Any idea of providing a political or historical critique is swiftly abandoned, and instead we get a straight-out shoot ‘em-up. As an intellectual statement it’s just one big, “Huah!”

Still, on the level it aspires too, Black Hawk Down is a marvellously effective piece of cinema. Directed by Ridley Scott, the film portrays conflict in a gruesomely visceral way. The violence is brutal, sudden, unpredictable, and confused. And you can imagine that war may actually, in some small way, be like this, probably only worse.

The cast is also excellent featuring early roles from many actors (Eric Bana, Tom Hardy and Orlando Bloom) who would go on to be stars in their own right.

Among the established heavyweights are Tom Sizemore who plays Lieutenant McKnight. It’s a fabulous turn. He doesn’t so much act, as simply saunter through the film impersonating Robert Duvall’s napalm snorting, surf enthusiast Lieutenant Kilgore in Apocalypse Now.

Also faultless is the amount of helicopter action. Indeed helicopters are central to the film (The title itself is a reference to the mission’s turning point).

But in the first half of the film it looks as if the film isn’t going to deliver. We see two Black Hawk helicopters shot down, but neither of the damn things explode.  However, with members of the crew still alive US soldiers move towards the crash sites to try and rescue their stricken comrades.

After fighting their way to the one of the crash sites they find that the Somali’s have got their first. With no-one to rescue they plant a charge inside the wreckage of the helicopter to stop it providing anything of use to the enemy.

As the soldiers scuttle away a large shower of sparks fly into the air. Exploding Helicopter expected rather more. Surely there was some aviation fuel on board?

The second helicopter explosion is much more satisfying. After freeing a trapped crew member a soldier uses a grenade to blow-up the helicopter which explodes with a rich, amber-orange fireball.

Artistic merit

Given the film features innumerable explosions it’s disappointing that the destruction of the first helicopter is fluffed.

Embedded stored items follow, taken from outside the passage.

use ort::session::builder::{GraphOptimizationLevel, SessionBuilder};
use ort::session::Session;
use ort::Result as OrtResult;
use std::sync::Once;
use std::time::Duration;

static INIT: Once = Once::new();

/// Default bound applied around a single inference call before it is
/// reported as timed out. Generous for a model this size; submissions
/// are interactive and must never hang.
pub const DEFAULT_INFERENCE_TIMEOUT: Duration = Duration::from_secs(30);

/// Execution settings for the ONNX Runtime session shared by all
/// classification calls. Thread counts of zero defer to the runtime.
#[derive(Debug)]
pub struct RuntimeConfig {
    pub inter_threads: usize,
    pub intra_threads: usize,
    pub optimization_level: GraphOptimizationLevel,
    pub inference_timeout: Duration,
}

impl Default for RuntimeConfig {
    fn default() -> Self {
        Self {
            inter_threads: 0,
            intra_threads: 0,
            optimization_level: GraphOptimizationLevel::Level3,
            inference_timeout: DEFAULT_INFERENCE_TIMEOUT,
        }
    }
}

// GraphOptimizationLevel does not derive Clone, so spell it out.
impl Clone for RuntimeConfig {
    fn clone(&self) -> Self {
        Self {
            inter_threads: self.inter_threads,
            intra_threads: self.intra_threads,
            optimization_level: match self.optimization_level {
                GraphOptimizationLevel::Level1 => GraphOptimizationLevel::Level1,
                GraphOptimizationLevel::Level2 => GraphOptimizationLevel::Level2,
                GraphOptimizationLevel::Level3 => GraphOptimizationLevel::Level3,
                GraphOptimizationLevel::Disable => GraphOptimizationLevel::Disable,
            },
            inference_timeout: self.inference_timeout,
        }
    }
}

fn init_onnx_environment() -> OrtResult<()> {
    ort::init().with_name("limbic").commit()?;
    Ok(())
}

/// Initializes the process-wide ONNX Runtime environment exactly once.
/// Safe to call from any thread, any number of times.
pub fn ensure_initialized() -> OrtResult<()> {
    INIT.call_once(|| {
        init_onnx_environment().expect("Failed to initialize ONNX Runtime environment");
    });
    Ok(())
}

pub fn create_session_builder(config: &RuntimeConfig) -> OrtResult<SessionBuilder> {
    ensure_initialized()?;
    let mut builder = Session::builder()?;

    if config.inter_threads > 0 {
        builder = builder.with_inter_threads(config.inter_threads)?;
    }
    if config.intra_threads > 0 {
        builder = builder.with_intra_threads(config.intra_threads)?;
    }

    let opt_level = match config.optimization_level {
        GraphOptimizationLevel::Level1 => GraphOptimizationLevel::Level1,
        GraphOptimizationLevel::Level2 => GraphOptimizationLevel::Level2,
        GraphOptimizationLevel::Level3 => GraphOptimizationLevel::Level3,
        GraphOptimizationLevel::Disable => GraphOptimizationLevel::Disable,
    };
    builder = builder.with_optimization_level(opt_level)?;

    Ok(builder)
}

#[cfg(test)]
mod tests {
    use super::*;

    #[test]
    fn test_environment_initialization() {
        assert!(ensure_initialized().is_ok());
        assert!(ensure_initialized().is_ok()); // Second call should be fine
    }

    #[test]
    fn test_session_builder_config() {
        let config = RuntimeConfig {
            inter_threads: 2,
            intra_threads: 2,
            optimization_level: GraphOptimizationLevel::Level1,
            inference_timeout: Duration::from_secs(5),
        };
        let builder = create_session_builder(&config);
        assert!(builder.is_ok());
    }

    #[test]
    fn test_default_timeout() {
        let config = RuntimeConfig::default();
        assert_eq!(config.inference_timeout, DEFAULT_INFERENCE_TIMEOUT);
    }
}
use log::info;
use serde::Serialize;

use crate::classifier::{Classify, ClassifierError, SentimentLabel};
use crate::encoder::{EncodeError, TextEncoder};
use crate::store::{ComplaintRecord, RecordStore, StoreError};

/// Required width of a submitter id, in characters.
pub const SUBMITTER_ID_CHARS: usize = 10;
/// Complaint text must be strictly longer than this, in characters.
pub const MIN_TEXT_CHARS: usize = 4;
/// Upper bound on complaint text, matching the input form's limit.
pub const MAX_TEXT_CHARS: usize = 100;

/// Failures of one submission, distinguishable so the presentation layer
/// can show a specific message instead of swallowing the cause.
#[derive(Debug, thiserror::Error)]
pub enum SubmitError {
    /// Caller input rejected before any side effect.
    #[error("fields not properly filled: {0}")]
    Validation(String),
    #[error(transparent)]
    Encode(#[from] EncodeError),
    #[error(transparent)]
    Classify(#[from] ClassifierError),
    #[error(transparent)]
    Store(#[from] StoreError),
}

/// What the caller gets back for immediate display after a successful
/// submission.
#[derive(Debug, Clone, PartialEq, Serialize)]
pub struct SubmitOutcome {
    pub label: SentimentLabel,
    pub confidence: String,
}

/// Orchestrates one complaint end to end: validate, encode, classify,
/// persist. Atomic with respect to storage — the append at the end is the
/// only write, so any earlier failure leaves the store untouched.
pub struct SubmissionPipeline<C: Classify> {
    encoder: TextEncoder,
    classifier: C,
    store: RecordStore,
}

impl<C: Classify> SubmissionPipeline<C> {
    pub fn new(encoder: TextEncoder, classifier: C, store: RecordStore) -> Self {
        Self {
            encoder,
            classifier,
            store,
        }
    }

    pub fn store(&self) -> &RecordStore {
        &self.store
    }

    /// Classifies and records one complaint.
    ///
    /// Bounds are business constants, counted in characters: the submitter
    /// id is exactly 10, the text longer than 4 and at most 100. Validation
    /// happens before encoding, so a rejected submission performs no
    /// inference and no write.
    pub fn submit(&self, submitter_id: &str, text: &str) -> Result<SubmitOutcome, SubmitError> {
        validate_submission(submitter_id, text)?;

        let encoded = self.encoder.encode(text)?;
        let result = self.classifier.classify(&encoded)?;
        let record = ComplaintRecord {
            submitter_id: submitter_id.to_string(),
            text: text.to_string(),
            label: result.label,
            confidence: result.confidence_percent(),
        };
        self.store.append(&record)?;
        info!(
            "recorded complaint from {}: {} ({}%)",
            record.submitter_id, record.label, record.confidence
        );

        Ok(SubmitOutcome {
            label: record.label,
            confidence: record.confidence,
        })
    }
}

fn validate_submission(submitter_id: &str, text: &str) -> Result<(), SubmitError> {
    let id_chars = submitter_id.chars().count();
    if id_chars != SUBMITTER_ID_CHARS {
        return Err(SubmitError::Validation(format!(
            "submitter id must be exactly {} characters, got {}",
            SUBMITTER_ID_CHARS, id_chars
        )));
    }
    let text_chars = text.chars().count();
    if text_chars <= MIN_TEXT_CHARS {
        return Err(SubmitError::Validation(format!(
            "complaint text must be longer than {} characters, got {}",
            MIN_TEXT_CHARS, text_chars
        )));
    }
    if text_chars > MAX_TEXT_CHARS {
        return Err(SubmitError::Validation(format!(
            "complaint text must be at most {} characters, got {}",
            MAX_TEXT_CHARS, text_chars
        )));
    }
    Ok(())
}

It’s even harder to understand when no less a figure than Ridley Scott is in charge of the film.  However, his attention was clearly only momentarily distracted as the second chopper fireball is a fine sight for any aficionado.

Exploding helicopter innovation

It’s pretty unusual to see an already wrecked helicopter explode, however, Courage Under Fire currently lays claim to being the first film with this distinction.

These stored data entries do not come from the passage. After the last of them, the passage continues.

use std::path::PathBuf;
use std::time::Instant;

use anyhow::Result;
use clap::{Parser, Subcommand};
use log::info;

use limbic::{
    ArtifactConfig, ArtifactLoader, RecordStore, SentimentClassifier, SubmissionPipeline,
    TextEncoder,
};

#[derive(Parser)]
#[command(author, version, about, long_about = None)]
struct Args {
    /// Path to the trained ONNX model
    #[arg(long, default_value = "ai/model.onnx")]
    model: PathBuf,

    /// Path to the tokenizer paired with the model
    #[arg(long, default_value = "ai/tokenizer.json")]
    tokenizer: PathBuf,

    /// Input width of the model, in token positions
    #[arg(long, default_value_t = 469)]
    sequence_length: usize,

    /// Path to the complaints database
    #[arg(long, default_value = "complaints.db")]
    db: PathBuf,

    #[command(subcommand)]
    command: Command,
}

#[derive(Subcommand)]
enum Command {
    /// Classify one complaint and record it
    Submit {
        /// Submitter id (exactly 10 characters)
        #[arg(long)]
        id: String,
        /// Complaint text
        #[arg(long)]
        text: String,
    },
    /// Print every recorded complaint
    List,
}

fn main() -> Result<()> {
    env_logger::init();
    let args = Args::parse();

    let store = RecordStore::new(&args.db);
    store.ensure_schema()?;

    match args.command {
        Command::Submit { id, text } => {
            let start = Instant::now();
            let loader = ArtifactLoader::new(ArtifactConfig::new(
                &args.model,
                &args.tokenizer,
                args.sequence_length,
            ));
            let artifact = loader.load()?;
            info!("artifact ready (took {:.2?})", start.elapsed());

            let pipeline = SubmissionPipeline::new(
                TextEncoder::new(&artifact),
                SentimentClassifier::new(&artifact),
                store,
            );
            let outcome = pipeline.submit(&id, &text)?;
            println!("{} ({}%)", outcome.label, outcome.confidence);
        }
        Command::List => {
            let records = store.list_all()?;
            let [author, complaint, sentiment, confidence] = RecordStore::DISPLAY_COLUMNS;
            println!("{author:<12} {complaint:<100} {sentiment:<10} {confidence}");
            for record in records {
                println!(
                    "{:<12} {:<100} {:<10} {}",
                    record.submitter_id, record.text, record.label, record.confidence
                );
            }
        }
    }

    Ok(())
}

Number of exploding helicopters

Two wrecked helicopters are destroyed.

Do passengers survive?

Yes, I’m pretty sure some do, however, the sprawling nature of the film made it hard for me to work out exactly who’d died and survived.


As befits a film entitled Black Hawk Down there’s a juicy helicopter crash scene to enjoy. After the whirlybird’s tail rotor is damaged, the pilot desperately tries to maintain control of the stricken aircraft. The scene is sound-tracked by ‘mayday’ calls and angry bleeping warning alarms.


Ewan McGregor plays Grimes a desk jockey who’s pressed into frontline service by the crisis. Exploding Helicopter has never been convinced that the Trainspotting star can actually act. And there’s more evidence where, where our Ewen’s extraordinary attempt at an American accent only serves to make him sound more Scottish.

Favourite quote

“We got a Black Hawk down, we got a Black Hawk down.”

Interesting fact

Eric Bana’s part was originally offered to Russell Crowe. However, he was unable to do the film and lobbied for Bana to get the part.

Review by: Jafo

Friday, 9 December 2011

You Only Live Twice

When I was a kid I watched a lot of the Bond films over and over again. My dad had taped most of them off TV and during the long summer holidays I’d work my through the films, go back to the beginning and start again.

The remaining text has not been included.